The post will be as a short-term consultant, and is not specifically aimed at addressing the violence that has recently erupted there. Bratton tells NBC New York he won't begin the work for at least a week or so.  The complete details of the arrangement are still being sorted out.

His compensation is still being worked out, but Bratton said he doesn't expect it to be "a lucrative assignment."

"The British government, like our own, is really working with bare bones over there ... so any fees will not be significant," he said.

The project will  focus on the broader problem of gang violence rather than immediate solutions to the violent riots now going on.

Hundreds of people have been arrested in London and elsewhere amid rioting that began after a fatal police shooting.

The former commissioner, who also lead police departments in Boston and Los Angeles, says he is not moving overseas permanently.

Cameron ignited rumors that Bratton might be a contender for commissioner of Scotland Yard after he told Parliament last month that non-British candidates deserved consideration for the post.

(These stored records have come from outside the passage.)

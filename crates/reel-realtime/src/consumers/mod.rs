//! UI-facing views derived from the hub. Consumers only ever observe the
//! hub's derived values, never the raw feed.

pub mod chat;
pub mod conversations;
pub mod unread;

pub use chat::{ChatView, ChatWindowSync};
pub use conversations::{ConversationListSync, ConversationListView};
pub use unread::{UnreadBadge, badge_label};
#[cfg(test)]
mod tests {
    use reel_realtime::{ChangeFeed, ChannelSpec, FeedStatus, RowFilter};
    use reel_types::events::EventKind;
    use reel_types::models::SignalTag;

    use super::*;

    fn backend() -> LocalBackend {
        LocalBackend::new(Arc::new(Database::open_in_memory().unwrap()))
    }

    fn inbox(me: Uuid) -> ChannelSpec {
        ChannelSpec {
            name: format!("global-messages-{me}"),
            table: "messages".into(),
            event: EventKind::Any,
            schema: "public".into(),
            filter: Some(RowFilter::eq("receiver_id", me)),
        }
    }

    #[tokio::test]
    async fn send_publishes_to_the_receiver_only() {
        let backend = backend();
        let alice = backend.sign_in_anonymously(Some("alice".into())).await.unwrap();
        let bob = backend.sign_in_anonymously(None).await.unwrap();
        assert!(bob.display_name.starts_with("guest-"));

        let mut bob_inbox = backend.dispatcher().open::<MessageRow>(&inbox(bob.id)).unwrap();
        let mut alice_inbox = backend.dispatcher().open::<MessageRow>(&inbox(alice.id)).unwrap();
        assert_eq!(bob_inbox.status.recv().await, Some(FeedStatus::Subscribed));

        let sent = backend.send_message(alice.id, bob.id, "see you at 7".into()).await.unwrap();
        assert_eq!(sent.sender.as_ref().map(|p| p.display_name.as_str()), Some("alice"));

        match bob_inbox.events.try_recv().unwrap() {
            ChangeEvent::Insert(row) => assert_eq!(row.id, sent.message.id),
            other => panic!("unexpected {other:?}"),
        }
        assert!(alice_inbox.events.try_recv().is_err());
    }

    #[tokio::test]
    async fn send_validates() {
        let backend = backend();
        let alice = backend.sign_in_anonymously(None).await.unwrap();

        assert!(matches!(
            backend.send_message(alice.id, Uuid::new_v4(), "  ".into()).await,
            Err(StoreError::Invalid(_))
        ));
        assert!(matches!(
            backend.send_message(alice.id, alice.id, "hi".into()).await,
            Err(StoreError::Invalid(_))
        ));
        assert_eq!(
            backend.send_message(alice.id, Uuid::new_v4(), "hi".into()).await.unwrap_err(),
            StoreError::NotFound
        );
    }

    #[tokio::test]
    async fn mark_read_emits_updates_and_clears_unread() {
        let backend = backend();
        let alice = backend.sign_in_anonymously(None).await.unwrap();
        let bob = backend.sign_in_anonymously(None).await.unwrap();
        backend.send_message(alice.id, bob.id, "one".into()).await.unwrap();
        backend.send_message(alice.id, bob.id, "two".into()).await.unwrap();
        backend.send_message(bob.id, alice.id, "back".into()).await.unwrap();

        let conversations = backend.conversations(bob.id).await.unwrap();
        assert_eq!(conversations.len(), 1);
        assert_eq!(conversations[0].user_id, alice.id);
        assert_eq!(conversations[0].unread_count, 2);

        let mut bob_inbox = backend.dispatcher().open::<MessageRow>(&inbox(bob.id)).unwrap();
        assert_eq!(backend.mark_read(bob.id, alice.id).await.unwrap(), 2);

        let mut updates = 0;
        while let Ok(event) = bob_inbox.events.try_recv() {
            assert!(matches!(event, ChangeEvent::Update { ref before, ref after } if !before.is_read && after.is_read));
            updates += 1;
        }
        assert_eq!(updates, 2);
        assert_eq!(backend.conversations(bob.id).await.unwrap()[0].unread_count, 0);
        assert_eq!(backend.mark_read(bob.id, alice.id).await.unwrap(), 0);
    }

    #[tokio::test]
    async fn only_owner_deletes_signal() {
        let backend = backend();
        let alice = backend.sign_in_anonymously(None).await.unwrap();
        let bob = backend.sign_in_anonymously(None).await.unwrap();

        let posted = backend
            .create_signal(alice.id, CreateSignalRequest::new(603, "The Matrix", SignalTag::WantDiscuss))
            .await
            .unwrap();
        assert_eq!(backend.signals(SignalFilter::default()).await.unwrap().len(), 1);

        assert_eq!(
            backend.delete_signal(bob.id, posted.signal.id).await,
            Err(StoreError::Unauthorized)
        );
        backend.delete_signal(alice.id, posted.signal.id).await.unwrap();
        assert!(backend.signals(SignalFilter::default()).await.unwrap().is_empty());
        assert_eq!(
            backend.delete_signal(alice.id, posted.signal.id).await,
            Err(StoreError::NotFound)
        );
    }

    #[tokio::test]
    async fn cleanup_sweeps_old_rows() {
        let backend = backend();
        let alice = backend.sign_in_anonymously(None).await.unwrap();
        let bob = backend.sign_in_anonymously(None).await.unwrap();
        backend.send_message(alice.id, bob.id, "old".into()).await.unwrap();
        backend
            .create_signal(alice.id, CreateSignalRequest::new(1, "Alien", SignalTag::SeekCompanion))
            .await
            .unwrap();

        assert_eq!(backend.cleanup_expired(Utc::now()).await.unwrap(), 0);

        let mut lobby = backend
            .dispatcher()
            .open::<SignalRow>(&ChannelSpec {
                name: "signals-lobby-global".into(),
                table: "signals".into(),
                event: EventKind::Delete,
                schema: "public".into(),
                filter: None,
            })
            .unwrap();

        let later = Utc::now() + Duration::hours(DEFAULT_TTL_HOURS) + Duration::minutes(1);
        assert_eq!(backend.cleanup_expired(later).await.unwrap(), 2);
        assert!(matches!(lobby.events.try_recv(), Ok(ChangeEvent::Delete(_))));
        assert!(backend.messages_with(alice.id, bob.id).await.unwrap().is_empty());
    }
}
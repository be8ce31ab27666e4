use std::fmt;

use serde::{Deserialize, Serialize};

/// Live state of one subscription. Exactly one value is current at a time.
#[derive(Debug, Clone, Copy, PartialEq, Eq, Hash, Default, Serialize, Deserialize)]
#[serde(rename_all = "lowercase")]
pub enum ConnectionStatus {
    /// Not enabled (no identity, or torn down)
    #[default]
    Idle,
    Connecting,
    Subscribed,
    /// Transient failure, a retry is scheduled
    Error,
    /// Retries exhausted; stays here until a reconnect trigger
    Closed,
}

impl ConnectionStatus {
    pub fn as_str(&self) -> &'static str {
        match self {
            Self::Idle => "idle",
            Self::Connecting => "connecting",
            Self::Subscribed => "subscribed",
            Self::Error => "error",
            Self::Closed => "closed",
        }
    }

    /// Whether polling should cover for the live channel. `Error` counts so
    /// the backoff window before `Closed` is not a delivery gap.
    pub fn is_poll_eligible(&self) -> bool {
        matches!(self, Self::Error | Self::Closed)
    }

    /// Short label for a connection status panel.
    pub fn label(&self) -> &'static str {
        match self {
            Self::Subscribed => "connected",
            Self::Connecting => "connecting…",
            Self::Error => "reconnecting…",
            Self::Closed => "fallback polling",
            Self::Idle => "idle",
        }
    }
}

impl fmt::Display for ConnectionStatus {
    fn fmt(&self, f: &mut fmt::Formatter<'_>) -> fmt::Result {
        f.write_str(self.as_str())
    }
}

/// Non-blocking banner shown above list views while live updates are down.
pub fn status_advisory(status: ConnectionStatus) -> Option<&'static str> {
    match status {
        ConnectionStatus::Error | ConnectionStatus::Closed => {
            Some("Realtime updates interrupted, reconnecting…")
        }
        _ => None,
    }
}

#[cfg(test)]
mod tests {
    use super::*;

    #[test]
    fn only_error_and_closed_poll() {
        let eligible: Vec<_> = [
            ConnectionStatus::Idle,
            ConnectionStatus::Connecting,
            ConnectionStatus::Subscribed,
            ConnectionStatus::Error,
            ConnectionStatus::Closed,
        ]
        .into_iter()
        .filter(ConnectionStatus::is_poll_eligible)
        .collect();
        assert_eq!(eligible, vec![ConnectionStatus::Error, ConnectionStatus::Closed]);
    }

    #[test]
    fn advisory_hidden_while_healthy() {
        assert!(status_advisory(ConnectionStatus::Subscribed).is_none());
        assert!(status_advisory(ConnectionStatus::Connecting).is_none());
        assert!(status_advisory(ConnectionStatus::Idle).is_none());
        assert!(status_advisory(ConnectionStatus::Closed).is_some());
    }

    #[test]
    fn serializes_lowercase() {
        let json = serde_json::to_string(&ConnectionStatus::Subscribed).unwrap();
        assert_eq!(json, "\"subscribed\"");
    }
}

There have been objections about that since then, and Bratton said Friday he understood that reaction.

"If there was a Brit trying to take the position of New York City police commissioner, I might raise a few questions and eyebrows around that also," he said.

Still, Bratton said, he might have taken the job and believes he would have been good at it.

"I would have seriously contemplated it," he said.

Bratton was New York City police commissioner to then-Mayor Rudy Giuliani from 1993 to 1996, overseeing Giuliani's crime-fighting efforts during a time when murders and other violent crimes plummeted.